このマンションの屋上は屋上庭園になっていて緑にあふれている。事前予約さえ行えばBBQ(と呼ばれるみんなで肉を焼いて食べるセルフ立食パーティのようなもの)もできる、とかできないとか。
詳しい話は知らないがマンションの皆が利用できるスペースとなっている。
今は時間帯がよかったのか、見渡してみると誰もいない。念のため感知魔法で周囲を探索するが人の気配はなかった。この屋上には誰もいない。それを確認する。
「よし、始めるか」
手を前に出し、我は魔法を発動させる。この魔法は通常魔法より多くの集中力を必要とするので発動まで時間がかかる。失敗をしないために十分な時間をかけ、魔法を練り、構想する。
「発動せよ。
この魔法は場所と場所を繋ぐ疑似的な出入口を作り出す魔法だ。この魔法は本来、一度行ったことのある場所しか行けないものなのだが、日本のいんたーねっとにはぐー●るまっぷと呼ばれるその場に行った気分になれる特殊な機械が存在した。それのおかげで北海道への道を繋ぐことができたのだ。

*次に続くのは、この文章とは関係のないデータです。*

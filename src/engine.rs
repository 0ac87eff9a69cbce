// SPDX-License-Identifier: MIT

//! Reconciliation Engine (§4.H): the stateful component with one public
//! entry point, `process_hostnames`, that turns a discovery pass into
//! provider-side DNS changes and durable tracked-record state.

use std::collections::{HashMap, HashSet};
use std::sync::Arc;
use std::time::Duration;

use chrono::Utc;

use crate::cleanup::CleanupCoordinator;
use crate::config::SettingsStore;
use crate::event_bus::{ErrorEvent, Event, EventBus, RecordsUpdatedEvent};
use crate::intent::{Intent, IntentExtractor};
use crate::metrics;
use crate::model::{
    normalize_hostname, DiscoveredHostnames, Provider as ProviderConfig, RecordSource, Stats,
    TrackedRecord,
};
use crate::providers::Provider;
use crate::public_ip::PublicIpResolver;
use crate::repository::TrackedRecordRepository;
use crate::router;

/// Drives one reconciliation pass. Stateless across passes apart from the
/// repository and each provider's own record cache (§4.H).
pub struct ReconciliationEngine {
    settings: Arc<SettingsStore>,
    repository: Arc<dyn TrackedRecordRepository>,
    providers: HashMap<uuid::Uuid, Arc<dyn Provider>>,
    public_ip: Arc<PublicIpResolver>,
    events: EventBus,
}

impl ReconciliationEngine {
    pub fn new(
        settings: Arc<SettingsStore>,
        repository: Arc<dyn TrackedRecordRepository>,
        providers: HashMap<uuid::Uuid, Arc<dyn Provider>>,
        public_ip: Arc<PublicIpResolver>,
        events: EventBus,
    ) -> Self {
        Self {
            settings,
            repository,
            providers,
            public_ip,
            events,
        }
    }

    /// The entry point: `ProcessHostnames(hostnames, labels) -> Stats`.
    pub async fn process_hostnames(&self, discovered: &DiscoveredHostnames) -> crate::errors::CoreResult<Stats> {
        let settings = self.settings.get();
        let provider_configs = self.repository.list_providers().await?;
        let preserved = self.repository.list_preserved().await?;
        let provider_names: HashMap<uuid::Uuid, String> =
            provider_configs.iter().map(|p| (p.id, p.name.clone())).collect();
        let source = if settings.operation_mode == "direct" {
            RecordSource::Direct
        } else {
            RecordSource::Proxy
        };

        let mut stats = Stats::default();
        let mut batches: HashMap<uuid::Uuid, Vec<crate::model::DesiredRecord>> = HashMap::new();
        let mut active_by_provider: HashMap<uuid::Uuid, HashSet<String>> = HashMap::new();
        let mut record_source: HashMap<String, RecordSource> = HashMap::new();

        for hostname in &discovered.hostnames {
            stats.total += 1;
            let hostname = normalize_hostname(hostname);
            let labels = discovered.labels.get(hostname.as_str()).cloned().unwrap_or_default();

            let targets: Vec<&ProviderConfig> = router::route(
                &hostname,
                &labels,
                &settings.dns_label_prefix,
                &provider_configs,
                settings.dns_routing_mode,
                settings.dns_multi_provider_same_zone,
            );
            if targets.is_empty() {
                stats.skipped += 1;
                continue;
            }

            let extractor = IntentExtractor::new(&settings, &self.public_ip);
            let mut any_target = false;
            for target in targets {
                match extractor.extract(&hostname, &labels, &target.zone).await {
                    Ok(Intent::Skip) => {}
                    Ok(Intent::Record(record)) => {
                        batches.entry(target.id).or_default().push(record);
                        active_by_provider.entry(target.id).or_default().insert(hostname.clone());
                        record_source.insert(hostname.clone(), source);
                        any_target = true;
                    }
                    Err(e) => {
                        stats.errors += 1;
                        self.events.publish(Event::ErrorOccurred(ErrorEvent {
                            reason: "ValidationFailed",
                            message: e.to_string(),
                            occurred_at: Utc::now(),
                        }));
                    }
                }
            }
            if !any_target {
                stats.skipped += 1;
            }
        }

        // Externally configured hostnames (§3 ManagedHostname) are ensured
        // every pass regardless of discovery, unless this pass's discovery
        // already covers the same hostname.
        let mut seen: HashSet<String> = discovered.hostnames.iter().map(|h| normalize_hostname(h)).collect();
        for managed in self.repository.list_managed().await? {
            let hostname = normalize_hostname(&managed.hostname);
            if !seen.insert(hostname.clone()) {
                continue;
            }
            stats.total += 1;
            batches.entry(managed.provider_id).or_default().push(managed.record.clone());
            active_by_provider.entry(managed.provider_id).or_default().insert(hostname.clone());
            record_source.insert(hostname, RecordSource::Managed);
        }

        let mut processed = Vec::new();
        for (provider_id, desired) in batches {
            let Some(provider) = self.providers.get(&provider_id) else {
                continue;
            };
            let result = provider.batch_ensure_records(desired).await;
            stats.created += result.created.len() as u64;
            stats.updated += result.updated.len() as u64;
            stats.up_to_date += result.unchanged.len() as u64;
            stats.errors += result.errors.len() as u64;

            let provider_name = provider_names.get(&provider_id).map(|s| s.as_str()).unwrap_or("unknown");

            for created in &result.created {
                let record_src = record_source.get(&created.desired.name).copied().unwrap_or(source);
                self.upsert_tracked(provider_id, created, record_src).await?;
                metrics::record_dns_record(provider_name, "created");
                self.events.publish(Event::DnsRecordCreated(Event::record_event(
                    provider_id,
                    &created.external_id,
                    &created.desired,
                )));
                processed.push(created.desired.name.clone());
            }
            for updated in &result.updated {
                let record_src = record_source.get(&updated.desired.name).copied().unwrap_or(source);
                self.upsert_tracked(provider_id, updated, record_src).await?;
                metrics::record_dns_record(provider_name, "updated");
                self.events.publish(Event::DnsRecordUpdated(Event::record_event(
                    provider_id,
                    &updated.external_id,
                    &updated.desired,
                )));
                processed.push(updated.desired.name.clone());
            }
            for unchanged in &result.unchanged {
                if self
                    .repository
                    .get(provider_id, &unchanged.external_id)
                    .await?
                    .is_none()
                {
                    let record_src = record_source.get(&unchanged.desired.name).copied().unwrap_or(source);
                    self.upsert_tracked(provider_id, unchanged, record_src).await?;
                }
                metrics::record_dns_record(provider_name, "up_to_date");
                processed.push(unchanged.desired.name.clone());
            }
            for error in &result.errors {
                metrics::record_dns_record(provider_name, "error");
                metrics::record_provider_error(provider_name, error.reason);
            }
        }

        if settings.cleanup_orphaned {
            let coordinator = CleanupCoordinator::new(self.repository.as_ref(), &self.events);
            let grace_period = Duration::from_secs(settings.cleanup_grace_period_secs);
            let empty = HashSet::new();
            for (provider_id, provider) in &self.providers {
                let active = active_by_provider.get(provider_id).unwrap_or(&empty);
                if let Err(e) = coordinator
                    .reconcile_provider(provider.as_ref(), active, &preserved, Utc::now(), grace_period)
                    .await
                {
                    tracing::warn!(provider_id = %provider_id, error = %e, "orphan cleanup pass failed");
                }
            }
        }

        self.events.publish(Event::DnsRecordsUpdated(RecordsUpdatedEvent {
            stats: stats.clone(),
            processed,
        }));
        self.events.publish(Event::DnsSyncCompleted);

        Ok(stats)
    }

    async fn upsert_tracked(
        &self,
        provider_id: uuid::Uuid,
        record: &crate::model::ProviderRecord,
        source: RecordSource,
    ) -> crate::errors::CoreResult<()> {
        self.repository
            .upsert(TrackedRecord {
                provider_id,
                external_id: record.external_id.clone(),
                record: record.desired.clone(),
                source,
                managed: true,
                orphaned_at: None,
                last_synced_at: Utc::now(),
            })
            .await
    }
}
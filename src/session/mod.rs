//! UI session hosting: per-session agents, threads and streaming turns.

pub mod driver;
pub mod outbound;
pub mod state;

pub use driver::{AgentFactory, SessionDriver, TurnSummary};
pub use outbound::{ChannelOutbound, OutboundEvent, OutboundMessage};
pub use state::{SessionState, TurnPolicy};
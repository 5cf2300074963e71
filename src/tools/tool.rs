//! Tool trait and closure-based tool wrapper.

use std::future::Future;
use std::pin::Pin;
use std::sync::Arc;

use async_trait::async_trait;

use super::arguments::ToolArguments;
use super::types::{AgentToolParameters, ToolDescriptor};
use crate::error::ShimError;

/// Context available during tool execution.
///
/// Deliberately carries no conversation history: a tool sees only its own
/// call identity and the declared arguments.
#[derive(Debug, Clone, Default)]
pub struct ToolExecutionContext {
    /// Provider-assigned id of the call being served.
    pub tool_call_id: Option<String>,
    /// Name the model used to call the tool.
    pub tool_name: Option<String>,
}

/// Core tool trait -- implement to create custom tools.
#[async_trait]
pub trait Tool: Send + Sync {
    /// Tool name (must match what the model calls).
    fn name(&self) -> &str;

    /// Human-readable description.
    fn description(&self) -> &str;

    /// JSON Schema parameters.
    fn parameters(&self) -> &AgentToolParameters;

    /// Description of the returned value, if declared.
    fn returns(&self) -> Option<&str> {
        None
    }

    /// Execute the tool with parsed arguments.
    async fn execute(
        &self,
        args: &ToolArguments,
        ctx: &ToolExecutionContext,
    ) -> Result<serde_json::Value, ShimError>;

    /// Snapshot of the tool's declared surface.
    fn descriptor(&self) -> ToolDescriptor {
        ToolDescriptor {
            name: self.name().to_string(),
            description: self.description().to_string(),
            parameters: self.parameters().clone(),
            returns: self.returns().map(str::to_string),
        }
    }
}

/// Type alias for the tool handler function.
type ToolHandler = dyn Fn(
        ToolArguments,
        ToolExecutionContext,
    ) -> Pin<Box<dyn Future<Output = Result<serde_json::Value, ShimError>> + Send>>
    + Send
    + Sync;

/// Closure-based tool for quick tool creation.
pub struct AgentTool {
    name: String,
    description: String,
    parameters: AgentToolParameters,
    returns: Option<String>,
    handler: Arc<ToolHandler>,
}

impl AgentTool {
    /// Create a tool from a closure.
    pub fn new<F, Fut>(
        name: impl Into<String>,
        description: impl Into<String>,
        parameters: AgentToolParameters,
        handler: F,
    ) -> Self
    where
        F: Fn(ToolArguments, ToolExecutionContext) -> Fut + Send + Sync + 'static,
        Fut: Future<Output = Result<serde_json::Value, ShimError>> + Send + 'static,
    {
        Self {
            name: name.into(),
            description: description.into(),
            parameters,
            returns: None,
            handler: Arc::new(move |args, ctx| Box::pin(handler(args, ctx))),
        }
    }

    /// Declare what the tool returns.
    pub fn with_returns(mut self, description: impl Into<String>) -> Self {
        self.returns = Some(description.into());
        self
    }
}

#[async_trait]
impl Tool for AgentTool {
    fn name(&self) -> &str {
        &self.name
    }

    fn description(&self) -> &str {
        &self.description
    }

    fn parameters(&self) -> &AgentToolParameters {
        &self.parameters
    }

    fn returns(&self) -> Option<&str> {
        self.returns.as_deref()
    }

    async fn execute(
        &self,
        args: &ToolArguments,
        ctx: &ToolExecutionContext,
    ) -> Result<serde_json::Value, ShimError> {
        (self.handler)(args.clone(), ctx.clone()).await
    }
}

impl std::fmt::Debug for AgentTool {
    fn fmt(&self, f: &mut std::fmt::Formatter<'_>) -> std::fmt::Result {
        f.debug_struct("AgentTool")
            .field("name", &self.name)
            .field("description", &self.description)
            .field("returns", &self.returns)
            .finish()
    }
}
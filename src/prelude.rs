//! Convenience re-exports for common use.

pub use crate::agent::{AgentResponse, AgentStreamItem, AgentThread, ChatAgent, FinalAnswer};
pub use crate::config::ShimConfig;
pub use crate::error::{Result, ShimError};
pub use crate::output::{FieldType, OutputSchema};
pub use crate::provider::{create_provider, ModelProvider};
pub use crate::session::{OutboundMessage, SessionDriver, TurnPolicy};
pub use crate::tools::{AgentTool, AgentToolParameters, Plugin, Tool, ToolArguments, ToolRegistry};
pub use crate::types::{ModelMessage, Role, TextStreamDelta, Usage};
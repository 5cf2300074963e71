//! Tool-related types: parameter schemas and descriptors.

use serde::{Deserialize, Serialize};

/// JSON Schema-based parameter definition for a tool.
///
/// Properties keep their declaration order, so the schema doubles as the
/// ordered parameter list presented to the model.
#[derive(Debug, Clone, PartialEq, Serialize, Deserialize)]
pub struct AgentToolParameters {
    /// JSON Schema object describing the parameters.
    pub schema: serde_json::Value,
}

impl AgentToolParameters {
    /// Create from a raw JSON Schema value.
    pub fn from_schema(schema: serde_json::Value) -> Self {
        Self { schema }
    }

    /// Create an empty parameter schema (no parameters).
    pub fn empty() -> Self {
        Self {
            schema: serde_json::json!({
                "type": "object",
                "properties": {},
                "required": [],
            }),
        }
    }

    /// Builder: create an object schema with properties.
    pub fn object() -> ParameterBuilder {
        ParameterBuilder {
            properties: serde_json::Map::new(),
            required: Vec::new(),
        }
    }

    /// Parameter names in declaration order.
    pub fn names(&self) -> Vec<&str> {
        self.schema
            .get("properties")
            .and_then(|p| p.as_object())
            .map(|props| props.keys().map(String::as_str).collect())
            .unwrap_or_default()
    }
}

/// Builder for constructing tool parameter schemas.
pub struct ParameterBuilder {
    properties: serde_json::Map<String, serde_json::Value>,
    required: Vec<String>,
}

impl ParameterBuilder {
    fn property(
        mut self,
        name: impl Into<String>,
        schema: serde_json::Value,
        required: bool,
    ) -> Self {
        let name = name.into();
        self.properties.insert(name.clone(), schema);
        if required {
            self.required.push(name);
        }
        self
    }

    /// Add a string property.
    pub fn string(self, name: impl Into<String>, description: impl Into<String>, required: bool) -> Self {
        let schema = serde_json::json!({
            "type": "string",
            "description": description.into(),
        });
        self.property(name, schema, required)
    }

    /// Add a number property.
    pub fn number(self, name: impl Into<String>, description: impl Into<String>, required: bool) -> Self {
        let schema = serde_json::json!({
            "type": "number",
            "description": description.into(),
        });
        self.property(name, schema, required)
    }

    /// Add an integer property.
    pub fn integer(self, name: impl Into<String>, description: impl Into<String>, required: bool) -> Self {
        let schema = serde_json::json!({
            "type": "integer",
            "description": description.into(),
        });
        self.property(name, schema, required)
    }

    /// Add a boolean property.
    pub fn boolean(self, name: impl Into<String>, description: impl Into<String>, required: bool) -> Self {
        let schema = serde_json::json!({
            "type": "boolean",
            "description": description.into(),
        });
        self.property(name, schema, required)
    }

    /// Add an enum (string) property.
    pub fn string_enum(
        self,
        name: impl Into<String>,
        description: impl Into<String>,
        values: &[&str],
        required: bool,
    ) -> Self {
        let schema = serde_json::json!({
            "type": "string",
            "description": description.into(),
            "enum": values,
        });
        self.property(name, schema, required)
    }

    /// Build into AgentToolParameters.
    pub fn build(self) -> AgentToolParameters {
        AgentToolParameters {
            schema: serde_json::json!({
                "type": "object",
                "properties": self.properties,
                "required": self.required,
            }),
        }
    }
}

/// Immutable description of a registered tool.
#[derive(Debug, Clone, PartialEq, Serialize, Deserialize)]
pub struct ToolDescriptor {
    pub name: String,
    pub description: String,
    pub parameters: AgentToolParameters,
    #[serde(default, skip_serializing_if = "Option::is_none")]
    pub returns: Option<String>,
}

我はこの魔法があまり好きではない。旅とは目的地に着くまでの行路で出会う人や物などを経験することも楽しみの一つである。しかし、この魔法はそれを一切排除して到着してしまう。だから、前世では緊急時以外は使わなかった魔法である。今回はその緊急事態に該当すると判断し、発動することにした。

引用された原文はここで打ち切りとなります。